The word "endpoints" occurs in some of the lines below; copy each of those lines.

Input section start

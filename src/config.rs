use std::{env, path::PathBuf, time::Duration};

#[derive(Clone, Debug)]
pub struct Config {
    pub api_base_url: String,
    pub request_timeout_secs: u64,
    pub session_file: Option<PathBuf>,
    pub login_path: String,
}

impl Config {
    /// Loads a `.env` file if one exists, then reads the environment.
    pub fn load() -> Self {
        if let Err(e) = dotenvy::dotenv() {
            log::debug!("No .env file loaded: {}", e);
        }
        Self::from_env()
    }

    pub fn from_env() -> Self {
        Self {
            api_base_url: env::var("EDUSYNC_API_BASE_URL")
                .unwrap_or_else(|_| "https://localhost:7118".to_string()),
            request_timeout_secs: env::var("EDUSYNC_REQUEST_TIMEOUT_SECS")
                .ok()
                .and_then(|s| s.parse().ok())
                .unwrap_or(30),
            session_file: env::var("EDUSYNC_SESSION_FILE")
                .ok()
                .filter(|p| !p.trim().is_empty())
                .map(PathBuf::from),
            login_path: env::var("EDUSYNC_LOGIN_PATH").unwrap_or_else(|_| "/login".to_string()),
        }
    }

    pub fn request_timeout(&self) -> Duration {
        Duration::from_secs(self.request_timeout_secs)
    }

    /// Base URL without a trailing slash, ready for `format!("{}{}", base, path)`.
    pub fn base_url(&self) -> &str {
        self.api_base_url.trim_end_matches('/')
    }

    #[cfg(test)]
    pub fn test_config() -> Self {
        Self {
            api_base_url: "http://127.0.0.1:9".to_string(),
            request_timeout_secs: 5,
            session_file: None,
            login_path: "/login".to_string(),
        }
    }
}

Input section end
Input section start

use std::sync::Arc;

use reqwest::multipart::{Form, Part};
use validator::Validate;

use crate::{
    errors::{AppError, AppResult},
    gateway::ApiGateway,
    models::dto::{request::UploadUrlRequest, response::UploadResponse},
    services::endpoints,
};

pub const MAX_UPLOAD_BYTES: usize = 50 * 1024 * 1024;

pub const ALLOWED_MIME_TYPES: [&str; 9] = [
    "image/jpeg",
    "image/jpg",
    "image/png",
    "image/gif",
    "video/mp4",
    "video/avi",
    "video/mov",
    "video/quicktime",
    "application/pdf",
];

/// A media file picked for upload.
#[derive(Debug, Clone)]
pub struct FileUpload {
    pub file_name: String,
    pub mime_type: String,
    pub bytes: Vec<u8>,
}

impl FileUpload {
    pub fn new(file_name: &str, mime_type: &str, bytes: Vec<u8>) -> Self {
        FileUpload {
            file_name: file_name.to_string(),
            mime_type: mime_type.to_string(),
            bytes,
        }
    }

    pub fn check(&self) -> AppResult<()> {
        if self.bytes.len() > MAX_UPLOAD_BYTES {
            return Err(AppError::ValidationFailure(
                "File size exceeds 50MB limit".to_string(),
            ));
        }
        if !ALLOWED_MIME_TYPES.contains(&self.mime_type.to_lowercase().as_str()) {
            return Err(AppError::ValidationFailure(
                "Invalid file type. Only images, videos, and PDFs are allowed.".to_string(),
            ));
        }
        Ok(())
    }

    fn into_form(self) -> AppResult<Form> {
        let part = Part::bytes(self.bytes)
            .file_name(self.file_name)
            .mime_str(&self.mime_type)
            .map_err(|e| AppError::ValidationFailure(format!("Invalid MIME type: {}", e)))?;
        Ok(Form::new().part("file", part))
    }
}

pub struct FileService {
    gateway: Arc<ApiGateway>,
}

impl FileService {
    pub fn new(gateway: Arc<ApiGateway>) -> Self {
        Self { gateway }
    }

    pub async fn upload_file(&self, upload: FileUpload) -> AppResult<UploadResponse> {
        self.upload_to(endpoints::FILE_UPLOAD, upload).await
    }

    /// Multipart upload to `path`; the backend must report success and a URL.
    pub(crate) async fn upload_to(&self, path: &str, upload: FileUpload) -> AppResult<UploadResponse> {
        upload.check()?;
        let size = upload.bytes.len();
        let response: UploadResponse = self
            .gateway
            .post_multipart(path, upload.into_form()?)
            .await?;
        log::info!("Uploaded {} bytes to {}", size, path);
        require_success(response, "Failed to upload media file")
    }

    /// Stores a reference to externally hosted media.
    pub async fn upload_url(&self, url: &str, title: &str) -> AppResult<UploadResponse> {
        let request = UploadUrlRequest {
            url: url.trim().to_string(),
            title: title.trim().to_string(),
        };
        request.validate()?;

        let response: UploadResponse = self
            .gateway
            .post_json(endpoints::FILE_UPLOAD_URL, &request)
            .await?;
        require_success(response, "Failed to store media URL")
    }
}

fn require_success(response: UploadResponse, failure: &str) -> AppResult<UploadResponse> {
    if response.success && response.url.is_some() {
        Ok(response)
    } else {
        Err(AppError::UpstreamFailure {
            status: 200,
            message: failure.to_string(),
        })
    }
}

Input section end
Input section start

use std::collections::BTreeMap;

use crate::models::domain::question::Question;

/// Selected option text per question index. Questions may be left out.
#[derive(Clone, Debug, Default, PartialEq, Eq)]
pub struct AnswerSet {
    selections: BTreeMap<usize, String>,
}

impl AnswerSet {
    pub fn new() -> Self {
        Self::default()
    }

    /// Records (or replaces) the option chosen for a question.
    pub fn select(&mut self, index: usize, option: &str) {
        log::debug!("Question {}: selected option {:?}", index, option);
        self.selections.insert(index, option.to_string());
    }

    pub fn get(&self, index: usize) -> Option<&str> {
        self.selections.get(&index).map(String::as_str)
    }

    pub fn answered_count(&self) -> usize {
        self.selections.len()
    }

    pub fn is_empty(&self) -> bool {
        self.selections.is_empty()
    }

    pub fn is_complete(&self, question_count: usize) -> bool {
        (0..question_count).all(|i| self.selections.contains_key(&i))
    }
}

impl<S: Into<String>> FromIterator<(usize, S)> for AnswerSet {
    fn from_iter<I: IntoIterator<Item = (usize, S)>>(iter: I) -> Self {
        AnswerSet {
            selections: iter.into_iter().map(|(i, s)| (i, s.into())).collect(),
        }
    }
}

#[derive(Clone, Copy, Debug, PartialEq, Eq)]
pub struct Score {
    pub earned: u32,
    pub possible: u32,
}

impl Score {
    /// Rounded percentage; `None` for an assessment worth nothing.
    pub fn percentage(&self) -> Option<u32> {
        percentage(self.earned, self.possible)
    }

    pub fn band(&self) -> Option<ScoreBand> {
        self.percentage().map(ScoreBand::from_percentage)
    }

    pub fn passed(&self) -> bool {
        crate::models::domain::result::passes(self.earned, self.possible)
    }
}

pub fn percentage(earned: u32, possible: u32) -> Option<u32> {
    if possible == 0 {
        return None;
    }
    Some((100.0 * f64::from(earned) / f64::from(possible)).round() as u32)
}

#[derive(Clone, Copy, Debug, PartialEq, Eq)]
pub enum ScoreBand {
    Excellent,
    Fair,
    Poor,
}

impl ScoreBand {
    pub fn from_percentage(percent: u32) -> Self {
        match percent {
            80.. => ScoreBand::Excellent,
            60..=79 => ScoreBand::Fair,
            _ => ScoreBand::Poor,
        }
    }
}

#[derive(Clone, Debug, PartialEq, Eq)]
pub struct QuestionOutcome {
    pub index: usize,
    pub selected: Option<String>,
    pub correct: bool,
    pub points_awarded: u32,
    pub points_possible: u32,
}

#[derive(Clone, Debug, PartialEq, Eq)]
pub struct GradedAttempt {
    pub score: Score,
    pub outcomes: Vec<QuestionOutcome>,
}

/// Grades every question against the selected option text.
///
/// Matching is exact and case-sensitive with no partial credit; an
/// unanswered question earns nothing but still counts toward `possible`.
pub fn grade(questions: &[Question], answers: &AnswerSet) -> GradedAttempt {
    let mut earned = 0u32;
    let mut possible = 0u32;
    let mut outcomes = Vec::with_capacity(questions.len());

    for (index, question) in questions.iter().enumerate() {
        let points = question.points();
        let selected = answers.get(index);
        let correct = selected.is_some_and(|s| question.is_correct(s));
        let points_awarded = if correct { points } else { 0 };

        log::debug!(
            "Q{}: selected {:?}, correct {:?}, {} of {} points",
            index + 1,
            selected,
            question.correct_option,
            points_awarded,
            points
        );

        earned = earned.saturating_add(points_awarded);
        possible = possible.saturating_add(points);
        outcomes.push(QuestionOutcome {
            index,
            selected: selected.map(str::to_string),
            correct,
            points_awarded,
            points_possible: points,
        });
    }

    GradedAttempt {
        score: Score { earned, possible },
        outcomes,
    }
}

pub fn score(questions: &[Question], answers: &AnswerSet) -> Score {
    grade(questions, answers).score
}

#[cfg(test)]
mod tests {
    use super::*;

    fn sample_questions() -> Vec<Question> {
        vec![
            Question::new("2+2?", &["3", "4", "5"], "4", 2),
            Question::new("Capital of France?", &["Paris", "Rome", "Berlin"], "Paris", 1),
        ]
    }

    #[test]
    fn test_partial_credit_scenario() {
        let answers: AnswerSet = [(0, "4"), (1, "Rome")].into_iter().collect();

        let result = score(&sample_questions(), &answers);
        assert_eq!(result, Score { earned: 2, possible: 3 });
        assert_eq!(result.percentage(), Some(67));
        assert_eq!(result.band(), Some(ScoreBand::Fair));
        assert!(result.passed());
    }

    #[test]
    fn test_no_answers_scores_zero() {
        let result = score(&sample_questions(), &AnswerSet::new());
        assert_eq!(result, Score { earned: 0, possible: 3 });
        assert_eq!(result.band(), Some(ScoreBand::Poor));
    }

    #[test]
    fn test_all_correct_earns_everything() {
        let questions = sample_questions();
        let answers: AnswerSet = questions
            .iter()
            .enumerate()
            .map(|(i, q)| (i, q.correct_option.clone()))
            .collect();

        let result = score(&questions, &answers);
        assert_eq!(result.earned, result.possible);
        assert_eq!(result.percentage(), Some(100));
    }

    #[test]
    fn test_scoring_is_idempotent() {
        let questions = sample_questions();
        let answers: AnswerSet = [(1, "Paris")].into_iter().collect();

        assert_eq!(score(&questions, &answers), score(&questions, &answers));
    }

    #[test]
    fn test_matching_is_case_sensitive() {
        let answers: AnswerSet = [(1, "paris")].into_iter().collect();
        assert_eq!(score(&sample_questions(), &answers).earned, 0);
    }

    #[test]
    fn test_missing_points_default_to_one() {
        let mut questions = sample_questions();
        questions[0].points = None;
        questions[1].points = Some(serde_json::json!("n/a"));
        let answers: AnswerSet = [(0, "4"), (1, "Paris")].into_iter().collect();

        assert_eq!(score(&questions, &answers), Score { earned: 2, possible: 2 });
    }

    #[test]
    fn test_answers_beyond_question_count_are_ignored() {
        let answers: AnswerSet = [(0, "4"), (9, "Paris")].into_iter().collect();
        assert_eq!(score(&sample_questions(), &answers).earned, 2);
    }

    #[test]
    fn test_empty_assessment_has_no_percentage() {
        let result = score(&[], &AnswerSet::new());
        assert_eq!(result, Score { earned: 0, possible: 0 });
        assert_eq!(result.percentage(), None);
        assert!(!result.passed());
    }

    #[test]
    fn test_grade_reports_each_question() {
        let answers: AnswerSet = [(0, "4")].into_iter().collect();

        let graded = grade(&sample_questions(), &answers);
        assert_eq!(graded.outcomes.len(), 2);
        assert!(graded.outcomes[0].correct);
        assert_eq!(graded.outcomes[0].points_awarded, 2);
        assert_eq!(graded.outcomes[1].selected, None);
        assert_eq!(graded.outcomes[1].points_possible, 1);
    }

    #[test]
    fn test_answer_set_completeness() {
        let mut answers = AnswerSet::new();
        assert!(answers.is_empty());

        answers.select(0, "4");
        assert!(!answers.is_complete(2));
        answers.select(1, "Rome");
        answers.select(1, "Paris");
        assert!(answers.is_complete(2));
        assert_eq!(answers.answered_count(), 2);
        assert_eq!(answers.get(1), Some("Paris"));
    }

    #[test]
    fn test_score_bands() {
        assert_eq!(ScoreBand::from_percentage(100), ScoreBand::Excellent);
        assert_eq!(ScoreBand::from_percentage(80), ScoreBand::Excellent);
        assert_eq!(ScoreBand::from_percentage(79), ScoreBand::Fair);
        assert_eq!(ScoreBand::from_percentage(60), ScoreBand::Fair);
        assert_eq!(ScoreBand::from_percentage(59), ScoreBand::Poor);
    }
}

Input section end

## Solution
    services::endpoints,
        self.upload_to(endpoints::FILE_UPLOAD, upload).await
            .post_json(endpoints::FILE_UPLOAD_URL, &request)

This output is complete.